§ **Your instructions**:
The response should consist of every line below, unchanged.

§ **Data shown**:
----

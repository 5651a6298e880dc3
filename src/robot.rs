//! The directional robot: a position plus a heading, with wall-relative
//! sensing. Moves are gated by the wall set; a blocked move is absorbed
//! silently so noisy policies pay in wasted steps, never in errors.

use serde::{Deserialize, Serialize};

use crate::grid::{Action, Cell, Heading, RelativeSide};
use crate::topology::MazeTopology;

/// One wall reading, relative to the robot's heading. `true` means the
/// matching side is blocked, either by a wall record or by the grid edge.
#[derive(Debug, Clone, Copy, Default, PartialEq, Eq, Serialize, Deserialize)]
pub struct WallSensors {
    pub front: bool,
    pub left: bool,
    pub right: bool,
}

#[derive(Debug, Clone)]
pub struct Robot {
    position: Cell,
    heading: Heading,
    sensors: WallSensors,
}

impl Robot {
    /// A robot facing up at `position`, sensors unread.
    pub fn new(position: Cell) -> Self {
        Self {
            position,
            heading: Heading::Up,
            sensors: WallSensors::default(),
        }
    }

    pub fn position(&self) -> Cell {
        self.position
    }

    pub fn heading(&self) -> Heading {
        self.heading
    }

    /// The reading cached by the last [`Robot::sense`] call. Stale after
    /// any move or turn until the caller senses again.
    pub fn sensors(&self) -> WallSensors {
        self.sensors
    }

    pub fn turn_left(&mut self) {
        self.heading = self.heading.turned_left();
    }

    pub fn turn_right(&mut self) {
        self.heading = self.heading.turned_right();
    }

    /// Execute one action against the given topology. Forward/backward
    /// moves happen only when the separating wall is absent; turns always
    /// succeed. Returns whether the position changed.
    pub fn apply(&mut self, action: Action, topology: &MazeTopology) -> bool {
        match action {
            Action::TurnLeft => {
                self.turn_left();
                false
            }
            Action::TurnRight => {
                self.turn_right();
                false
            }
            Action::Forward => self.advance(self.heading, topology),
            Action::Backward => self.advance(self.heading.reversed(), topology),
        }
    }

    fn advance(&mut self, direction: Heading, topology: &MazeTopology) -> bool {
        if topology.blocked(self.position, direction) {
            return false;
        }
        self.position = self.position.step(direction);
        true
    }

    /// Read the walls on the robot's front, left and right. All three go
    /// through the same heading-relative table as movement, and refresh
    /// the cached reading.
    pub fn sense(&mut self, topology: &MazeTopology) -> WallSensors {
        let reading = WallSensors {
            front: topology.blocked(self.position, self.heading.relative(RelativeSide::Front)),
            left: topology.blocked(self.position, self.heading.relative(RelativeSide::Left)),
            right: topology.blocked(self.position, self.heading.relative(RelativeSide::Right)),
        };
        self.sensors = reading;
        reading
    }
}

----

§ **Response to this exercise**:
repository 5651a6298e880dc3
filename src/robot.rs
//! The directional robot: a position plus a heading, with wall-relative
//! sensing. Moves are gated by the wall set; a blocked move is absorbed
//! silently so noisy policies pay in wasted steps, never in errors.

use serde::{Deserialize, Serialize};

use crate::grid::{Action, Cell, Heading, RelativeSide};
use crate::topology::MazeTopology;

/// One wall reading, relative to the robot's heading. `true` means the
/// matching side is blocked, either by a wall record or by the grid edge.
#[derive(Debug, Clone, Copy, Default, PartialEq, Eq, Serialize, Deserialize)]
pub struct WallSensors {
    pub front: bool,
    pub left: bool,
    pub right: bool,
}

#[derive(Debug, Clone)]
pub struct Robot {
    position: Cell,
    heading: Heading,
    sensors: WallSensors,
}

impl Robot {
    /// A robot facing up at `position`, sensors unread.
    pub fn new(position: Cell) -> Self {
        Self {
            position,
            heading: Heading::Up,
            sensors: WallSensors::default(),
        }
    }

    pub fn position(&self) -> Cell {
        self.position
    }

    pub fn heading(&self) -> Heading {
        self.heading
    }

    /// The reading cached by the last [`Robot::sense`] call. Stale after
    /// any move or turn until the caller senses again.
    pub fn sensors(&self) -> WallSensors {
        self.sensors
    }

    pub fn turn_left(&mut self) {
        self.heading = self.heading.turned_left();
    }

    pub fn turn_right(&mut self) {
        self.heading = self.heading.turned_right();
    }

    /// Execute one action against the given topology. Forward/backward
    /// moves happen only when the separating wall is absent; turns always
    /// succeed. Returns whether the position changed.
    pub fn apply(&mut self, action: Action, topology: &MazeTopology) -> bool {
        match action {
            Action::TurnLeft => {
                self.turn_left();
                false
            }
            Action::TurnRight => {
                self.turn_right();
                false
            }
            Action::Forward => self.advance(self.heading, topology),
            Action::Backward => self.advance(self.heading.reversed(), topology),
        }
    }

    fn advance(&mut self, direction: Heading, topology: &MazeTopology) -> bool {
        if topology.blocked(self.position, direction) {
            return false;
        }
        self.position = self.position.step(direction);
        true
    }

    /// Read the walls on the robot's front, left and right. All three go
    /// through the same heading-relative table as movement, and refresh
    /// the cached reading.
    pub fn sense(&mut self, topology: &MazeTopology) -> WallSensors {
        let reading = WallSensors {
            front: topology.blocked(self.position, self.heading.relative(RelativeSide::Front)),
            left: topology.blocked(self.position, self.heading.relative(RelativeSide::Left)),
            right: topology.blocked(self.position, self.heading.relative(RelativeSide::Right)),
        };
        self.sensors = reading;
        reading
    }
}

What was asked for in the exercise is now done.